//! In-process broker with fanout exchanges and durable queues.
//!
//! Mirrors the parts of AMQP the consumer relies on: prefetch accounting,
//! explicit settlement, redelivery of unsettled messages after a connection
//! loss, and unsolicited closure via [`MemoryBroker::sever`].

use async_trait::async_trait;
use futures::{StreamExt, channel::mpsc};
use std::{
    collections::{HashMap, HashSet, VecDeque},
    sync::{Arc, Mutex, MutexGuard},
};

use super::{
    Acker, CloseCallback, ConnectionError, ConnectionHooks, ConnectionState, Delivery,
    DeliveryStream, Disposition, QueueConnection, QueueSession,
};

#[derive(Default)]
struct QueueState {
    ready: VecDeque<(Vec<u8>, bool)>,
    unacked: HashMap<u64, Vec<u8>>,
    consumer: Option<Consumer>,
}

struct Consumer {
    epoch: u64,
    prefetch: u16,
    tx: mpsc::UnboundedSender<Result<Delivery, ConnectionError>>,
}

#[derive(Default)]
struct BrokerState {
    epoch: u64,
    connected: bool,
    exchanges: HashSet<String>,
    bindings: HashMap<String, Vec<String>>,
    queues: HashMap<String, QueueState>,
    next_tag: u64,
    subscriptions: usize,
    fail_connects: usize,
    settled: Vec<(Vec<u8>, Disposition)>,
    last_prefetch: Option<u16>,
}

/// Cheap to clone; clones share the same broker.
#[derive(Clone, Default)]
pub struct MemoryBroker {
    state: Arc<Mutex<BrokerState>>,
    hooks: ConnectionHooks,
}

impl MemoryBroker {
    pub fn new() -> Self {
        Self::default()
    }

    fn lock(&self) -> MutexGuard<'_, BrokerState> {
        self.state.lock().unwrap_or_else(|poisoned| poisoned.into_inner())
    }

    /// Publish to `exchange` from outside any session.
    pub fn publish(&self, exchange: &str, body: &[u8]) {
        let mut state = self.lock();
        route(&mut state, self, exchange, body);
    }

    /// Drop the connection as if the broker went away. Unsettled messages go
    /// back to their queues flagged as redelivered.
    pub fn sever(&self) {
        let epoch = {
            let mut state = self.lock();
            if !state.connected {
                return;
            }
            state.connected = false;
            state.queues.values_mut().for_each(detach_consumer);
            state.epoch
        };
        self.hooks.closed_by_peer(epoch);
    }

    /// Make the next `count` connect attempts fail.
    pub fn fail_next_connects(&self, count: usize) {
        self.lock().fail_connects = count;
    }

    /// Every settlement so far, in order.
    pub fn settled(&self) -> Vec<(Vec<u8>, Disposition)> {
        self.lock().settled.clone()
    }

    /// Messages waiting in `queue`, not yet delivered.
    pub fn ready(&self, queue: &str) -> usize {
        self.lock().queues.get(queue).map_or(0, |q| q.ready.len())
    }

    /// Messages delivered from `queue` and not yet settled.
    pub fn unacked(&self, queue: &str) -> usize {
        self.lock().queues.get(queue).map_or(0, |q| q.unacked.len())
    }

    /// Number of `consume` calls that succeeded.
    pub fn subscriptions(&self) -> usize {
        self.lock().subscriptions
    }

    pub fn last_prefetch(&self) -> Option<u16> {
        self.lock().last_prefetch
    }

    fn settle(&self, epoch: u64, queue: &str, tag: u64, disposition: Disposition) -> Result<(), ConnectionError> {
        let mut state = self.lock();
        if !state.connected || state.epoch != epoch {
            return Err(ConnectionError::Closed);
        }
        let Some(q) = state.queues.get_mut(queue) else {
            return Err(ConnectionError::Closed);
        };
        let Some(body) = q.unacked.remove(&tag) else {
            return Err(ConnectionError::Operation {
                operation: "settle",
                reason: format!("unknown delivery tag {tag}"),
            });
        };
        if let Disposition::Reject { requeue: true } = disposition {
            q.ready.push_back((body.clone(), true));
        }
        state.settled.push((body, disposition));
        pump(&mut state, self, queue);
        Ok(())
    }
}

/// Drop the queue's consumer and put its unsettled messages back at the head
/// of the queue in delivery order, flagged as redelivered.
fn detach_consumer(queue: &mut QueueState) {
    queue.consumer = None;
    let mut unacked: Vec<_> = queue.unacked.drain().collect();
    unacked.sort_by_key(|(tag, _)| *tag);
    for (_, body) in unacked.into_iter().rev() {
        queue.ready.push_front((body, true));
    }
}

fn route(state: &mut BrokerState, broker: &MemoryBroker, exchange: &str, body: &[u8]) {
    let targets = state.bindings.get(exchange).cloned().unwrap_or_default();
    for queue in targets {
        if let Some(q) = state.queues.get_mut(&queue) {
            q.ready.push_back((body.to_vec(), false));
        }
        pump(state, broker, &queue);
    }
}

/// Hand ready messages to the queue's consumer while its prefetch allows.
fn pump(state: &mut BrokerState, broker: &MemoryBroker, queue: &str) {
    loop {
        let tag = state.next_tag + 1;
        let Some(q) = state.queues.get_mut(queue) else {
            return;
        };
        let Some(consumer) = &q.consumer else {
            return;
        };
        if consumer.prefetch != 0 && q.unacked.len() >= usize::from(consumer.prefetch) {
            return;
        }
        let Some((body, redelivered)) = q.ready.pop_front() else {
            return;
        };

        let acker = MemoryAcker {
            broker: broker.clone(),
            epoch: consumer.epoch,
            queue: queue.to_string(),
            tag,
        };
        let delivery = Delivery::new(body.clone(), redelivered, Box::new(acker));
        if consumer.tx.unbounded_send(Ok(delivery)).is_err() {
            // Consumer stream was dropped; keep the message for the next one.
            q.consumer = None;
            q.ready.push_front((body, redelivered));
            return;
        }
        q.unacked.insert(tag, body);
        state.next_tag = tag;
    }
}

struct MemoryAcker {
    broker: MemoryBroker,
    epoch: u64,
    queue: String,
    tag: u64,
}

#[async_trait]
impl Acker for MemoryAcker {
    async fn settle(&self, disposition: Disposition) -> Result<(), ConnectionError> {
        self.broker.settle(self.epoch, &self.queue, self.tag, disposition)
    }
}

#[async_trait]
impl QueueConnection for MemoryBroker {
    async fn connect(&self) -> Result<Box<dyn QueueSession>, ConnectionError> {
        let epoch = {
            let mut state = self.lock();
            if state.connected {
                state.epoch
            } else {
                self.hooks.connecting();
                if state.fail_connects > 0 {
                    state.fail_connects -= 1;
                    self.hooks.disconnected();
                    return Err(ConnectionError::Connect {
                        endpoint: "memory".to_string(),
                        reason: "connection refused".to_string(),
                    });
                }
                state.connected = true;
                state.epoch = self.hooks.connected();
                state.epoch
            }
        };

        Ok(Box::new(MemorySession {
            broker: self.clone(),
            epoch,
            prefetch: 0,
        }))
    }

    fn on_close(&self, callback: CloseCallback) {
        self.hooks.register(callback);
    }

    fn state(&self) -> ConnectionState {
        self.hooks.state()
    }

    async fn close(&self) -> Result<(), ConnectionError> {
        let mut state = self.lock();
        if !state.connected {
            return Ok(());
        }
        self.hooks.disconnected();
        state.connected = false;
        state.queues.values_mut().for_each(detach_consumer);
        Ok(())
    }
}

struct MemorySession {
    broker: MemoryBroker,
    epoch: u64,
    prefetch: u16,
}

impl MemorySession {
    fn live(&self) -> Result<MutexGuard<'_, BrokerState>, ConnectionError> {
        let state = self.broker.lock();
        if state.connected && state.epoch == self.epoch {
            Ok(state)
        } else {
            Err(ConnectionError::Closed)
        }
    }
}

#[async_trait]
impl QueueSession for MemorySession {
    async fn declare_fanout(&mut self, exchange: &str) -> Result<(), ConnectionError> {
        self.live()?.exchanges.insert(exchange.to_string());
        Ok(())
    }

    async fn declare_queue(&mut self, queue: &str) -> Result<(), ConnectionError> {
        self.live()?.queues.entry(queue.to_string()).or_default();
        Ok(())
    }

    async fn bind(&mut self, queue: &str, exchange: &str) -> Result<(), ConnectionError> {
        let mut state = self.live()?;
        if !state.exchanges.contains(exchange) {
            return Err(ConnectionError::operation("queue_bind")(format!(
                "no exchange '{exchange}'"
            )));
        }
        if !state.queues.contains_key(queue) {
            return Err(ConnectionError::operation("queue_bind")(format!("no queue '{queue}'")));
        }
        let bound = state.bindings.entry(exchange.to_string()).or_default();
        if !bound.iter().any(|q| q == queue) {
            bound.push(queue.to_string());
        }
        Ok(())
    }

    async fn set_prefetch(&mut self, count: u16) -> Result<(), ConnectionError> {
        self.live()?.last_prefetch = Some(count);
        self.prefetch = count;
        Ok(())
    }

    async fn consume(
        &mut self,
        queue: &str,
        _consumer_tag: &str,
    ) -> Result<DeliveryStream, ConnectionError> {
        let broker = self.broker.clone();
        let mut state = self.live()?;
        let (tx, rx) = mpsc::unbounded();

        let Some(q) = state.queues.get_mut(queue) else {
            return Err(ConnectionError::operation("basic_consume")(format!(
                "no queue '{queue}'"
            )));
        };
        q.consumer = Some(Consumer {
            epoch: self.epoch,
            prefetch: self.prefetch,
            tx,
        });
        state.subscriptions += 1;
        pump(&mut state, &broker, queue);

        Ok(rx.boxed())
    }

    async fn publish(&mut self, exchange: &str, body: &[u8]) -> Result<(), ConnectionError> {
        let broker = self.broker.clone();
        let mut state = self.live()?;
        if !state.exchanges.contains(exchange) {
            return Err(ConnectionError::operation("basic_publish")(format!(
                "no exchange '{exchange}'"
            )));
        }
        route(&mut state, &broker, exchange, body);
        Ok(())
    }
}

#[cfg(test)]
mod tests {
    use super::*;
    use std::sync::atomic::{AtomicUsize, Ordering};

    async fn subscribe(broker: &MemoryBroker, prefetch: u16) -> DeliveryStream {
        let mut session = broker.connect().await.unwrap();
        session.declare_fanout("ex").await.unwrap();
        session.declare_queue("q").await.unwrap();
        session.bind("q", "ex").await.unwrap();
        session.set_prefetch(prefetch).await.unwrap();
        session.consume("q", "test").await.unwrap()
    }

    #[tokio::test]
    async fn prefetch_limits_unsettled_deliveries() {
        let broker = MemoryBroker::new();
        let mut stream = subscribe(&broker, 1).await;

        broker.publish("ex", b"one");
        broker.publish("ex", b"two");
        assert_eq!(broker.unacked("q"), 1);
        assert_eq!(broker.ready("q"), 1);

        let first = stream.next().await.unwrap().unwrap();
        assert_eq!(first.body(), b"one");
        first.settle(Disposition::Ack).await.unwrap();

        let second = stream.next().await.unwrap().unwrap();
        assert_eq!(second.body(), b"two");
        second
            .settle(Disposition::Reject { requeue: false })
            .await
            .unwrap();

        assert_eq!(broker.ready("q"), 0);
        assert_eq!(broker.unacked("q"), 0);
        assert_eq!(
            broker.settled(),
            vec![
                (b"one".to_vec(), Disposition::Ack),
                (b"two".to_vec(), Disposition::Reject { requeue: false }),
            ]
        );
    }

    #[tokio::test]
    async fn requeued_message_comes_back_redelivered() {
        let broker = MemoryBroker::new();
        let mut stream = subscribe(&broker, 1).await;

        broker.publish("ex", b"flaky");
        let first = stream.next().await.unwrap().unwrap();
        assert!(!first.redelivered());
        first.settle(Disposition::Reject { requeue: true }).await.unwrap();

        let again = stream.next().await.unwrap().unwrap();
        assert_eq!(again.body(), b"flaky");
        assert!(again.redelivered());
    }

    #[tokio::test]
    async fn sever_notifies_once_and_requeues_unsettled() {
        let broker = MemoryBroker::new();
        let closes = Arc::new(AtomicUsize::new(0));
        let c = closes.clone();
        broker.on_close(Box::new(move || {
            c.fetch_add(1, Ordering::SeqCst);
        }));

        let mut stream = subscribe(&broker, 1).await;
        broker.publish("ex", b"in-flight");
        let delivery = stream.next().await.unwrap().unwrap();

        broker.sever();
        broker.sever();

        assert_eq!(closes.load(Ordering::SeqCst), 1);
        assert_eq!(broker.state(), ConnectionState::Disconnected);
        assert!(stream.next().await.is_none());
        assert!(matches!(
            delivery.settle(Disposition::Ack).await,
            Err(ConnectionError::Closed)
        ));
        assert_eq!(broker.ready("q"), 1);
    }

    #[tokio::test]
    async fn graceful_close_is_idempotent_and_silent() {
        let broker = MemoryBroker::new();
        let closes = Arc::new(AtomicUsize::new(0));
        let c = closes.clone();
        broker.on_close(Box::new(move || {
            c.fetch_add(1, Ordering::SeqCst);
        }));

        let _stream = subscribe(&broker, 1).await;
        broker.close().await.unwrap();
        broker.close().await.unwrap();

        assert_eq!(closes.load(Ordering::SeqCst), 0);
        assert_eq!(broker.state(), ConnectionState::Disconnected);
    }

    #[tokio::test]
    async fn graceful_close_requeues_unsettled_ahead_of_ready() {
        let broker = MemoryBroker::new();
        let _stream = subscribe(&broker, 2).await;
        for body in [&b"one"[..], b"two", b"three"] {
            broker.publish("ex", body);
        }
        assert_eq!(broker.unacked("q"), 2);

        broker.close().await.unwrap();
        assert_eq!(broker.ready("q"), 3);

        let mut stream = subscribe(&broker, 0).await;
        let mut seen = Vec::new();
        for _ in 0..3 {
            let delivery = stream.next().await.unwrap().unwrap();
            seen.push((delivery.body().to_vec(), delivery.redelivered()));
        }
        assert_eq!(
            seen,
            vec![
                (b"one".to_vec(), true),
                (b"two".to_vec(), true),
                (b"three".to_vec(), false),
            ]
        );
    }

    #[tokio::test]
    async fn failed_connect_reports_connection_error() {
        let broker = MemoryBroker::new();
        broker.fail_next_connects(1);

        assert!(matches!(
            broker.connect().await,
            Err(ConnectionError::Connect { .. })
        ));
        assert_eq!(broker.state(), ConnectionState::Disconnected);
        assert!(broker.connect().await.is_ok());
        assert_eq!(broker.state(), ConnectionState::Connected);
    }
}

================================

--- Instructions for the task ---
The lines above, from the start of the records through the one containing "loss, and unsolicited", are to be printed exactly, and nothing else is to be included.

--- Answer to the exercise ---
//! In-process broker with fanout exchanges and durable queues.
//!
//! Mirrors the parts of AMQP the consumer relies on: prefetch accounting,
//! explicit settlement, redelivery of unsettled messages after a connection
//! loss, and unsolicited closure via [`MemoryBroker::sever`].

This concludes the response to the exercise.